Holland has suggested that season football tickets should be forfeited by those that do not have health insurance (as well as driver’s licenses, hunting and fishing licenses, and, of course, state tax refunds). Her underlying premise is that the sick people really have money and are spending it on everything but health insurance. Holland correctly, however, diagnosed that one third of Oklahomans do not have health insurance, but she thinks it is their fault rather than the Insurance Commissioners’ fault.

Holland has apparently never spoken to anyone in those emergency rooms. She has never spoken to any family that has to pay its own insurance premiums. Holland probably enjoys her health coverage provided by state taxpayers and believes she could trade places with those that do not have state benefits.

Obviously, Holland does not understand the insurance system she is supposed to be regulating. Health insurance in Oklahoma is not affordable, just like everywhere else in the United States, because the insurers cannot solve the cost of health care in this country any better than anyone else. If Holland wants universal health insurance coverage in Oklahoma, she should have the legislature pass a cap law that limits the exposure of health insurers to $500,000 and has the state pick up everything above that on a covered claim. With that limitation on exposure, the price of premiums for health insurance would begin to decline. If they did not decline enough, then the cap could be lowered to $400,000, and so on.

Who would pay for the state’s “above the cap” share of medical expenses? Wrong question. What are we as state taxpayers already paying and would this be better? State tax payers are paying for the medical care of one third of the state’s population from zero. By making health insurance more affordable, and thereby reducing the third to a smaller percentage, by having more people buy insurance, the cost would likely be less.

To work the problem from the other end, the state should make health insurance premium payments for children deductible from state income taxes. That would also increase the number of middle income tax payers that could afford health insurance.
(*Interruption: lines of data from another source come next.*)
//! Error type shared by the folding engine.
//!
//! [`FoldError::Fallback`] is the one variant callers are expected to handle as control flow.

use crate::host::BufferId;
use crate::range::Position;
use thiserror::Error;

#[derive(Debug, Clone, PartialEq, Eq, Error)]
/// Errors produced by the folding engine.
pub enum FoldError {
    #[error("line {line} is out of range (line count {line_count})")]
    /// A line index fell outside the cached buffer.
    OutOfRange {
        /// The requested 1-based line.
        line: usize,
        /// The cached line count at the time of the request.
        line_count: usize,
    },

    #[error("no fold query for language '{language}', use another range provider")]
    /// The buffer's language has no fold query; the caller must switch providers.
    ///
    /// This is a recoverable control signal, not a fault. Use [`FoldError::is_fallback`] to
    /// tell it apart from real failures.
    Fallback {
        /// The language without a fold query.
        language: String,
    },

    #[error("malformed range: end {end:?} is before start {start:?}")]
    /// A query or decoration produced a backward range.
    MalformedRange {
        /// Range start.
        start: Position,
        /// Range end.
        end: Position,
    },

    #[error("buffer {0:?} is not tracked")]
    /// The buffer has no fold state in the registry.
    BufferNotFound(BufferId),
}

impl FoldError {
    /// Returns `true` if this error asks the caller to use an alternative range provider.
    pub fn is_fallback(&self) -> bool {
        matches!(self, Self::Fallback { .. })
    }
}

/// Result alias used throughout `fold-core`.
pub type FoldResult<T> = Result<T, FoldError>;
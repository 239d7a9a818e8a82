//! Closed-fold markers.

use crate::host::{BufferId, DecorationHandle, DecorationRenderer};
use crate::range::RenderMetadata;
use unicode_width::UnicodeWidthStr;

/// Render state of one closed fold.
///
/// Line numbers are 1-based. The marker owns its decoration handle; the handle is released by
/// [`FoldedLineMarker::delete_extmark`].
#[derive(Debug, Clone, PartialEq, Eq)]
pub struct FoldedLineMarker {
    buffer: BufferId,
    lnum: usize,
    end_lnum: usize,
    text: String,
    width: usize,
    handle: Option<DecorationHandle>,
}

impl FoldedLineMarker {
    /// Create an unrendered marker.
    pub fn new(buffer: BufferId, lnum: usize, end_lnum: usize, text: String, width: usize) -> Self {
        Self {
            buffer,
            lnum,
            end_lnum,
            text,
            width,
            handle: None,
        }
    }

    /// 1-based anchor line.
    pub fn lnum(&self) -> usize {
        self.lnum
    }

    /// 1-based last folded line.
    pub fn end_lnum(&self) -> usize {
        self.end_lnum
    }

    /// Display text.
    pub fn text(&self) -> &str {
        &self.text
    }

    /// Display width in cells.
    pub fn width(&self) -> usize {
        self.width
    }

    /// Current decoration handle, if rendered.
    pub fn handle(&self) -> Option<DecorationHandle> {
        self.handle
    }

    /// Returns `true` if `width` differs from the rendered width.
    pub fn width_changed(&self, width: usize) -> bool {
        self.width != width
    }

    /// Returns `true` if `text` differs from the rendered text.
    pub fn text_changed(&self, text: &str) -> bool {
        self.text != text
    }

    /// Update the fold span and text, re-rendering only when something visible changed.
    ///
    /// Returns `true` if the renderer was called.
    pub fn update_virt_text(
        &mut self,
        lnum: usize,
        end_lnum: usize,
        text: Option<(&str, usize)>,
        force_render: bool,
        renderer: &mut dyn DecorationRenderer,
    ) -> bool {
        let mut dirty = force_render || self.handle.is_none();
        if self.lnum != lnum || self.end_lnum != end_lnum {
            self.lnum = lnum;
            self.end_lnum = end_lnum;
            dirty = true;
        }
        if let Some((text, width)) = text
            && (self.text_changed(text) || self.width_changed(width))
        {
            self.text = text.to_string();
            self.width = width;
            dirty = true;
        }

        if !dirty {
            return false;
        }

        if let Some(old) = self.handle.take() {
            renderer.release_marker(old);
        }
        self.handle = Some(renderer.render_marker(
            self.buffer,
            self.lnum,
            self.end_lnum,
            &self.text,
            self.width,
        ));
        true
    }

    /// Release the decoration. The marker value stays usable but is no longer drawn.
    pub fn delete_extmark(&mut self, renderer: &mut dyn DecorationRenderer) {
        if let Some(handle) = self.handle.take() {
            renderer.release_marker(handle);
        }
    }
}

/// Display width of `text` in terminal cells.
pub fn display_width(text: &str) -> usize {
    UnicodeWidthStr::width(text)
}

/// Build the default closed-fold text from the first and last folded lines.
///
/// The first line keeps its indentation; trailing whitespace is dropped. `render.end_text`
/// replaces the trimmed last line when present.
pub fn fold_text(
    first_line: &str,
    last_line: &str,
    render: Option<&RenderMetadata>,
    ellipsis: &str,
) -> String {
    let mut text = first_line.trim_end().to_string();
    if let Some(start_text) = render.and_then(|r| r.start_text.as_deref()) {
        text.push_str(start_text);
    }
    text.push_str(ellipsis);
    match render.and_then(|r| r.end_text.as_deref()) {
        Some(end_text) => text.push_str(end_text),
        None => text.push_str(last_line.trim()),
    }
    text
}

#[cfg(test)]
mod tests {
    use super::*;
    use crate::memory::RecordingRenderer;

    #[test]
    fn test_first_update_renders() {
        let mut renderer = RecordingRenderer::new();
        let mut marker = FoldedLineMarker::new(BufferId(1), 3, 7, "fn a() {".into(), 8);

        assert!(marker.update_virt_text(3, 7, None, false, &mut renderer));
        assert_eq!(renderer.live_count(), 1);

        // Same span and text: no churn.
        assert!(!marker.update_virt_text(3, 7, Some(("fn a() {", 8)), false, &mut renderer));
        assert_eq!(renderer.render_calls(), 1);
    }

    #[test]
    fn test_changed_text_or_force_rerenders() {
        let mut renderer = RecordingRenderer::new();
        let mut marker = FoldedLineMarker::new(BufferId(1), 3, 7, "a".into(), 1);
        marker.update_virt_text(3, 7, None, false, &mut renderer);

        assert!(marker.update_virt_text(3, 7, Some(("ab", 2)), false, &mut renderer));
        assert_eq!(marker.text(), "ab");
        assert!(marker.update_virt_text(3, 7, None, true, &mut renderer));
        assert_eq!(renderer.render_calls(), 3);
        // Old handles are released on each re-render.
        assert_eq!(renderer.live_count(), 1);
    }

    #[test]
    fn test_delete_extmark_is_idempotent() {
        let mut renderer = RecordingRenderer::new();
        let mut marker = FoldedLineMarker::new(BufferId(1), 1, 2, "x".into(), 1);
        marker.update_virt_text(1, 2, None, false, &mut renderer);

        marker.delete_extmark(&mut renderer);
        marker.delete_extmark(&mut renderer);
        assert_eq!(marker.handle(), None);
        assert_eq!(renderer.live_count(), 0);
        assert_eq!(marker.text(), "x");
    }

    #[test]
    fn test_fold_text() {
        assert_eq!(fold_text("  fn main() {  ", "  }", None, " ... "), "  fn main() { ... }");

        let render = RenderMetadata {
            start_text: Some(" /*".into()),
            end_text: Some("*/".into()),
            ..Default::default()
        };
        assert_eq!(fold_text("x", "ignored", Some(&render), "…"), "x /*…*/");
        assert_eq!(display_width("日本"), 4);
    }
}
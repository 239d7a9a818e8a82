//! Sample module.

use std::collections::HashMap;

/// A point.
struct Point {
    x: i32,
    y: i32,
}

impl Point {
    fn norm(&self) -> i32 {
        self.x * self.x + self.y * self.y
    }
}

fn main() {
    let mut map = HashMap::new();
    map.insert("a", Point { x: 1, y: 2 });
    inline! {
        fn nested() {
            work();
        }
    }
}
If the Insurance Commissioner needs a funding source, maybe she could propose a special tax on season tickets to OU and OSU football seasons. Maybe she is so smart she could retool the lottery into not only the funding rescue for Oklahoma education, but the funding source for health insurance (or season football tickets for everyone). But, blaming the sick people, or the poor people, for their lack of money, or their lack of fiscal responsibility, is based on the bogus notion that people want to stand in line at the emergency room, want to lose their homes in foreclosure, and are just wastrels and ne’er do wells.